Capello's future has been the subject of speculation both before and since England's dismal World Cup exit against Germany on Sunday with suggestions he could be axed from his role.
And he said: "I spoke this morning with (Club England chairman) Sir Dave Richards and he told me that he needs two weeks to decide."
Club England managing director Adrian Bevington indicated the FA had sought to give themselves time to consider Capello's position, rather than making a "knee-jerk reaction" in the wake of yesterday's 4-1 defeat in Bloemfontein.
"Sir Dave Richards met with Fabio this morning and we are all very clear that Fabio is under contract with the FA until the 2012 European Championships and nothing has changed in that respect," Bevington said.
"Obviously everybody is very disappointed today with the fact that we've gone out of the World Cup in a manner that everyone back in England and the fans that have travelled are incredibly frustrated with.
"So it makes perfect sense for us to go back to London and take stock of the situation, reflect fully on the tournament and see what we can take from it and just speak to Fabio from there.
"I don't think there is anything sinister in it beyond that other than we just want to make sure that we show a common-sense approach rather than making any other snap knee-jerk reactions within 24 hours of a very disappointing result."
Capello indicated he was content to allow the FA time to consider their options, despite admitting last night he would like assurances that they would back him to remain in the role.
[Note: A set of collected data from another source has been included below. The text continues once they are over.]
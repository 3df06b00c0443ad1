use fog_pathfinding::algorithms::{AStar, Dijkstra, Phase, SearchEngine, StepPhase, Strategy, INFINITE};
use fog_pathfinding::error::SearchError;
use fog_pathfinding::grid::{Grid, NodeId, ParsedMap};

fn parse(map: &str) -> (Grid, NodeId, NodeId) {
    let ParsedMap { grid, start, target } = Grid::from_ascii(map).unwrap();
    (grid, start.unwrap(), target.unwrap())
}

#[test]
fn test_straight_corridor() {
    // A B C D
    let (grid, start, target) = parse("S..G");
    let mut search = AStar::a_star(&grid);
    search.prepare(start, target).unwrap();

    assert!(search.find_shortest_path().unwrap());
    assert_eq!(search.cost(target), 3);
    assert_eq!(search.heuristic_of(start), 3);
    assert_eq!(search.node_cost(target).f(), 3);
    assert_eq!(search.get_path(start, target).unwrap(), vec![0, 1, 2, 3]);

    let forest = search.find_alternative_paths().unwrap();
    assert_eq!(forest.count, 1);
    assert_eq!(forest.paths, vec![vec![0, 1, 2, 3]]);
    assert_eq!(forest.cost, 3);
    assert_eq!(search.phase(), Phase::AlternativesExpanded);
}

#[test]
fn test_diamond_has_two_tied_paths() {
    // A B
    // C D
    let (grid, start, target) = parse(
        "S.
         .G",
    );
    let mut search = AStar::a_star(&grid);
    search.prepare(start, target).unwrap();
    assert!(search.find_shortest_path().unwrap());

    let forest = search.find_alternative_paths().unwrap();
    assert_eq!(forest.count, 2);
    assert_eq!((forest.min_len, forest.max_len), (3, 3));
    assert!(forest.paths.contains(&vec![0, 1, 3]));
    assert!(forest.paths.contains(&vec![0, 2, 3]));
}

#[test]
fn test_alternatives_span_different_lengths() {
    // Straight through the forest (3 cells) or around it on street (5 cells),
    // both costing 4.
    let (grid, start, target) = parse(
        "SfG
         ...",
    );
    let mut search = Dijkstra::dijkstra(&grid);
    search.prepare(start, target).unwrap();
    assert!(search.find_shortest_path().unwrap());

    let forest = search.find_alternative_paths().unwrap();
    assert_eq!(forest.cost, 4);
    assert_eq!(forest.count, 2);
    assert!(forest.paths.contains(&vec![0, 1, 2]));
    assert!(forest.paths.contains(&vec![0, 3, 4, 5, 2]));
    assert_eq!((forest.min_len, forest.max_len), (3, 5));
    for path in &forest.paths {
        assert_eq!(grid.path_cost(path), forest.cost);
    }

    let (grid, start, target) = parse(
        "S,,G
         .ff.",
    );
    let mut search = Dijkstra::dijkstra(&grid);
    search.prepare(start, target).unwrap();
    assert!(search.find_shortest_path().unwrap());
    let forest = search.find_alternative_paths().unwrap();
    // Top: 2 + 2 + 1 = 5. Bottom: 1 + 3 + 3 + 1 + 1 = 9.
    assert_eq!(forest.cost, 5);
    assert_eq!(forest.count, 1);
    assert_eq!((forest.min_len, forest.max_len), (4, 4));
}

#[test]
fn test_unknown_target_is_not_found() {
    let (grid, start, target) = parse("S..G");
    let mut grid = grid;
    grid.set_known(target, false);

    let mut search = AStar::a_star(&grid);
    search.prepare(start, target).unwrap();
    assert!(!search.find_shortest_path().unwrap());
    assert_eq!(search.phase(), Phase::Exhausted);
    assert_eq!(search.cost(target), INFINITE);
    assert_eq!(search.fog(), vec![target]);

    // The full map still has a route.
    assert!(grid.optimal_cost(start, target, false).is_some());
}

#[test]
fn test_blocked_map_empties_frontier() {
    let (grid, start, target) = parse(
        "S.#.
         ..#G",
    );
    let mut search = AStar::a_star(&grid);
    search.prepare(start, target).unwrap();

    assert!(!search.find_shortest_path().unwrap());
    assert!(search.frontier().is_empty());
    assert_eq!(search.visited_count(), 4);
    assert!(matches!(
        search.find_alternative_paths(),
        Err(SearchError::InvalidPhase { .. })
    ));
}

#[test]
fn test_fog_nodes_never_get_a_cost() {
    let (grid, start, target) = parse(
        "S.?..
         .??..
         ....G",
    );
    let mut search = AStar::a_star(&grid);
    search.prepare(start, target).unwrap();
    assert!(search.find_shortest_path().unwrap());
    let forest = search.find_alternative_paths().unwrap();

    for node in grid.nodes().iter().filter(|n| !n.known) {
        assert_eq!(search.cost(node.id), INFINITE, "fog node {} got a cost", node.id);
        assert!(forest.paths.iter().all(|path| !path.contains(&node.id)));
    }
    assert_eq!(forest.cost, 6);
}

#[test]
fn test_reset_then_prepare_is_idempotent() {
    let (grid, start, target) = parse(
        "S,f..
         .h#,.
         ..,.G",
    );
    let mut search = SearchEngine::new(&grid, Strategy::AStar);

    search.prepare(start, target).unwrap();
    let prepared = search.state().clone();
    assert!(search.find_shortest_path().unwrap());
    let first_state = search.state().clone();
    let first_forest = search.find_alternative_paths().unwrap();

    search.reset();
    assert_eq!(search.phase(), Phase::Idle);
    search.prepare(start, target).unwrap();
    assert_eq!(search.state(), &prepared);
    assert!(search.find_shortest_path().unwrap());
    assert_eq!(search.state(), &first_state);
    assert_eq!(search.find_alternative_paths().unwrap(), first_forest);
}

#[test]
fn test_steps_describe_each_expansion() {
    let (grid, start, target) = parse(
        "S..
         ..G",
    );
    let mut search = AStar::a_star(&grid).with_step_detail(true);
    search.prepare(start, target).unwrap();
    search.find_shortest_path().unwrap();

    let passable = grid.nodes().iter().filter(|n| n.cost() != INFINITE).count();
    let steps = search.steps();
    assert_eq!(steps.len(), search.explored_count());
    assert_eq!(steps[0].expanded, start);
    assert_eq!(steps[0].best_path, vec![start]);
    assert!(steps.windows(2).all(|w| w[0].index < w[1].index));
    assert!(steps.iter().all(|s| s.passable == passable));
    assert!(steps.iter().all(|s| s.frontier.len() == s.frontier_len));
    assert!(steps.iter().all(|s| s.phase == StepPhase::Forward));
}

#[test]
fn test_alternative_expansions_are_recorded_as_steps() {
    // A B
    // C D
    let (grid, start, target) = parse(
        "S.
         .G",
    );
    let mut search = AStar::a_star(&grid).with_step_detail(true);
    search.prepare(start, target).unwrap();
    assert!(search.find_shortest_path().unwrap());
    let forward = search.steps().len();

    search.find_alternative_paths().unwrap();
    let steps = search.steps();
    assert_eq!(steps.len(), search.explored_count());
    assert!(steps.len() > forward);
    assert!(steps[..forward].iter().all(|s| s.phase == StepPhase::Forward));
    for step in &steps[forward..] {
        assert_eq!(step.phase, StepPhase::Alternatives);
        assert_eq!(step.best_path, vec![start, step.expanded]);
        assert_ne!(step.expanded, target);
    }
}

#[test]
fn test_stepped_and_one_shot_runs_agree() {
    let (grid, start, target) = parse(
        "S,f..
         .h#,.
         ..,.G",
    );
    let mut stepped = AStar::a_star(&grid);
    stepped.prepare(start, target).unwrap();
    while !stepped.step().unwrap().is_target_settled {}

    let mut one_shot = AStar::a_star(&grid);
    one_shot.prepare(start, target).unwrap();
    assert!(one_shot.find_shortest_path().unwrap());

    assert_eq!(stepped.find_shortest_path(), Ok(true));
    assert_eq!(stepped.state(), one_shot.state());
    assert_eq!(
        stepped.find_alternative_paths().unwrap(),
        one_shot.find_alternative_paths().unwrap()
    );
}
Reacting to Bevington's comments, Capello said: "Yes I think it is an intelligent answer.
"I have got a contract. I refused a lot of opportunities to be a manager from a lot of important clubs because I would like to stay here.
"I like this job. I like to be England manager."
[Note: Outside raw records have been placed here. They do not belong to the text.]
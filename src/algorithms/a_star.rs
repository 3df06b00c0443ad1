use crate::algorithms::common::{Cost, Graph, Heuristic};
use crate::algorithms::search::SearchEngine;
use crate::grid::Position;

/// Manhattan distance, admissible on a 4-connected grid whose cheapest
/// terrain costs 1.
#[derive(Debug, Clone, Copy, Default, PartialEq, Eq)]
pub struct Manhattan;

impl Heuristic for Manhattan {
    fn name(&self) -> &'static str {
        "A*"
    }

    fn estimate(&self, from: Position, to: Position) -> Cost {
        Cost::try_from(from.manhattan(&to)).unwrap_or(Cost::MAX - 1)
    }
}

/// A* search over a partially known graph.
pub type AStar<'g, G> = SearchEngine<'g, G, Manhattan>;

impl<'g, G: Graph + ?Sized> SearchEngine<'g, G, Manhattan> {
    /// Creates an A* search guided by the Manhattan distance to the target.
    ///
    /// # Arguments
    ///
    /// * `graph` - The map to search; only its known nodes are entered.
    ///
    /// # Returns
    ///
    /// An idle engine, ready for `prepare`.
    pub fn a_star(graph: &'g G) -> Self {
        SearchEngine::new(graph, Manhattan)
    }
}
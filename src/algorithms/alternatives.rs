use crate::algorithms::common::{Cost, Graph, INFINITE};
use crate::algorithms::ledger::CostLedger;
use crate::error::SearchError;
use crate::grid::NodeId;
use std::collections::VecDeque;
use tracing::{error, info};

/// Every route tied for the cheapest cost, each running start to target.
#[derive(Debug, Clone, PartialEq, Eq)]
pub struct PathForest {
    pub paths: Vec<Vec<NodeId>>,
    /// Cost shared by all paths (the target's `g`).
    pub cost: Cost,
    /// Fewest nodes on any path.
    pub min_len: usize,
    /// Most nodes on any path.
    pub max_len: usize,
    pub count: usize,
    /// Enumeration stopped at the configured path cap.
    pub truncated: bool,
}

impl PathForest {
    fn new(paths: Vec<Vec<NodeId>>, cost: Cost, truncated: bool) -> Self {
        let min_len = paths.iter().map(Vec::len).min().unwrap_or(0);
        let max_len = paths.iter().map(Vec::len).max().unwrap_or(0);
        PathForest {
            count: paths.len(),
            paths,
            cost,
            min_len,
            max_len,
            truncated,
        }
    }

    /// The path the enumeration completed first.
    pub fn first(&self) -> Option<&[NodeId]> {
        self.paths.first().map(Vec::as_slice)
    }

    /// Where path `index` sits between the shortest (0.0) and the longest
    /// (1.0) path; 0.0 when all paths are equally long.
    pub fn length_weight(&self, index: usize) -> Option<f64> {
        let path = self.paths.get(index)?;
        if self.max_len == self.min_len {
            return Some(0.0);
        }
        Some((path.len() - self.min_len) as f64 / (self.max_len - self.min_len) as f64)
    }
}

/// Walks back from `target` to `start` over neighbours with the smallest `g`,
/// forking whenever several neighbours tie.
///
/// The ledger must be fully relaxed for every node that can lie on a tied
/// route; otherwise a dead end is reported as an invariant violation. Entry
/// costs are positive (`SearchEngine::prepare` rejects zero), so `g` drops
/// strictly along every walk and each walk ends.
pub(crate) fn enumerate<G: Graph + ?Sized>(
    graph: &G,
    ledger: &CostLedger,
    start: NodeId,
    target: NodeId,
    max_paths: usize,
) -> Result<PathForest, SearchError> {
    let cost = ledger.cost(target);
    if start == target {
        return Ok(PathForest::new(vec![vec![start]], cost, false));
    }

    let mut open: VecDeque<Vec<NodeId>> = VecDeque::from([vec![target]]);
    let mut closed: Vec<Vec<NodeId>> = Vec::new();
    let mut truncated = false;

    while !open.is_empty() {
        if closed.len() >= max_paths {
            truncated = true;
            break;
        }
        let Some(mut path) = open.pop_front() else {
            break;
        };
        let Some(&tail) = path.last() else {
            continue;
        };

        let predecessors = admissible_predecessors(graph, ledger, tail, start)?;
        let Some((&first, rest)) = predecessors.split_first() else {
            // admissible_predecessors never returns an empty list.
            continue;
        };

        for &other in rest {
            let mut branch = path.clone();
            branch.push(other);
            if other == start {
                closed.push(branch);
            } else {
                open.push_back(branch);
            }
        }

        path.push(first);
        if first == start {
            closed.push(path);
        } else {
            open.push_front(path);
        }
    }

    if closed.len() > max_paths {
        closed.truncate(max_paths);
        truncated = true;
    }
    for path in &mut closed {
        path.reverse();
    }

    let forest = PathForest::new(closed, cost, truncated);
    info!(
        "Found {} distinct paths with cost {}, ranging from {} to {} nodes{}",
        forest.count,
        forest.cost,
        forest.min_len,
        forest.max_len,
        if forest.truncated { " (truncated)" } else { "" }
    );
    Ok(forest)
}

/// Neighbours of `tail` holding the smallest finite `g`. When `start` is one
/// of them only `start` is returned, which closes the path.
fn admissible_predecessors<G: Graph + ?Sized>(
    graph: &G,
    ledger: &CostLedger,
    tail: NodeId,
    start: NodeId,
) -> Result<Vec<NodeId>, SearchError> {
    let neighbors = graph.neighbors(tail);
    let min = neighbors
        .iter()
        .map(|&n| ledger.cost(n))
        .filter(|&g| g != INFINITE)
        .min();

    let violation = |detail: String| {
        error!("Dead end while enumerating alternatives at node {}: {}", tail, detail);
        SearchError::InvariantViolation { node: tail, detail }
    };

    let Some(min) = min else {
        return Err(violation("no neighbour has a finite cost".to_string()));
    };
    if min >= ledger.cost(tail) {
        return Err(violation(format!(
            "cheapest neighbour cost {} does not undercut {}",
            min,
            ledger.cost(tail)
        )));
    }

    let admissible: Vec<NodeId> = neighbors
        .into_iter()
        .filter(|&n| ledger.cost(n) == min)
        .collect();
    if admissible.contains(&start) {
        return Ok(vec![start]);
    }
    Ok(admissible)
}

#[cfg(test)]
mod tests {
    use super::*;
    use crate::algorithms::a_star::Manhattan;
    use crate::grid::Grid;

    fn ledger_with(grid: &Grid, start: NodeId, target: NodeId, costs: &[(NodeId, Cost)]) -> CostLedger {
        let mut ledger = CostLedger::prepare(grid, &Manhattan, start, target);
        for &(node, g) in costs {
            ledger.set_cost(node, g);
        }
        ledger
    }

    #[test]
    fn test_forks_on_tied_predecessors() {
        // 0 1
        // 2 3
        let grid = Grid::new(2, 2);
        let ledger = ledger_with(&grid, 0, 3, &[(1, 1), (2, 1), (3, 2)]);

        let forest = enumerate(&grid, &ledger, 0, 3, usize::MAX).unwrap();
        assert_eq!(forest.count, 2);
        assert_eq!(forest.paths, vec![vec![0, 1, 3], vec![0, 2, 3]]);
        assert_eq!((forest.min_len, forest.max_len), (3, 3));
        assert_eq!(forest.cost, 2);
        assert_eq!(forest.length_weight(1), Some(0.0));
    }

    #[test]
    fn test_cap_truncates_enumeration() {
        let grid = Grid::new(2, 2);
        let ledger = ledger_with(&grid, 0, 3, &[(1, 1), (2, 1), (3, 2)]);

        let forest = enumerate(&grid, &ledger, 0, 3, 1).unwrap();
        assert_eq!(forest.count, 1);
        assert!(forest.truncated);
    }

    #[test]
    fn test_dead_end_is_an_invariant_violation() {
        let grid = Grid::new(3, 1);
        // Middle node never relaxed: the walk from the target cannot continue.
        let ledger = ledger_with(&grid, 0, 2, &[(2, 2)]);

        let err = enumerate(&grid, &ledger, 0, 2, usize::MAX).unwrap_err();
        assert!(matches!(err, SearchError::InvariantViolation { node: 2, .. }));
    }

    #[test]
    fn test_start_equal_to_target_is_a_single_node_path() {
        let grid = Grid::new(1, 1);
        let ledger = ledger_with(&grid, 0, 0, &[]);
        let forest = enumerate(&grid, &ledger, 0, 0, usize::MAX).unwrap();
        assert_eq!(forest.paths, vec![vec![0]]);
        assert_eq!(forest.cost, 0);
    }
}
Capello blamed fatigue for many of his side's failings during the tournament, and suggested a winter break in the Premier League would help matters.
Manchester United striker Wayne Rooney was a particular focus of attention during a string of below-par displays, but Capello maintained the problems applied on a more general level.
"Not Wayne Rooney, but important English players were really tired," he said. "The coaches told me that the physical situation was not like the players that we know.
"The players were not as good as I know because they played not so fast, not so quick. I can see through the seven games (including warm-up games against Egypt, Mexico and Japan) they were not so fast as I know."
He added: "I understand a lot after this tournament because the players trained very well and were focused every time but the performance was not at the level that I know. Probably we are really tired every time at a competition that we have to play."
On the winter break issue, he added: "Germany always arrive at the second part of the season very well when you play Champions League.
"The reason is that it's very important to recover the force, but it's not my job to decide over the calendar."
The Italian also rejected suggestions that some of the players he omitted from his final 23-man squad, such as Adam Johnson or Theo Walcott, would have made a difference and been fresher than those selected.
"When I chose the players I had been following the players for a very long time and I decided on the best players who finished the season," Capello said.
"If they are fresher I don't know. Adam Johnson played a lot of games."
Capello came under heavy criticism for his rigid adherence to a 4-4-2 formation, refusing to play Steven Gerrard in a deeper role behind Rooney, but he insisted the system works, pointing to England's impressive performances in qualification.
"I think you can decide on a different style but a good style depends on the form of the players," he said.
"We played this style for a long time and the results were very good.
"Sometimes you can change with the game but that depends on the physical situation and not the style. The style always depends on the players in my squad."
Capello was also asked if he felt he still justified his £6million annual salary. He said: "When they decided to pick me to be manager I spoke with the people and they decided to give me this money. But I think it is not about the money, it is the value of the man."
Bevington added: "It is not Fabio who sets his salary. Fabio going into this tournament had an outstanding record in qualifying England for the World Cup.
"We are all very disappointed that we are leaving so early in the competition. It is very important that we appreciate that we hired Fabio when as a nation we were on the floor, having failed to qualify for a major tournament, and Fabio restored that confidence with a successful qualification campaign and we need to put that into context."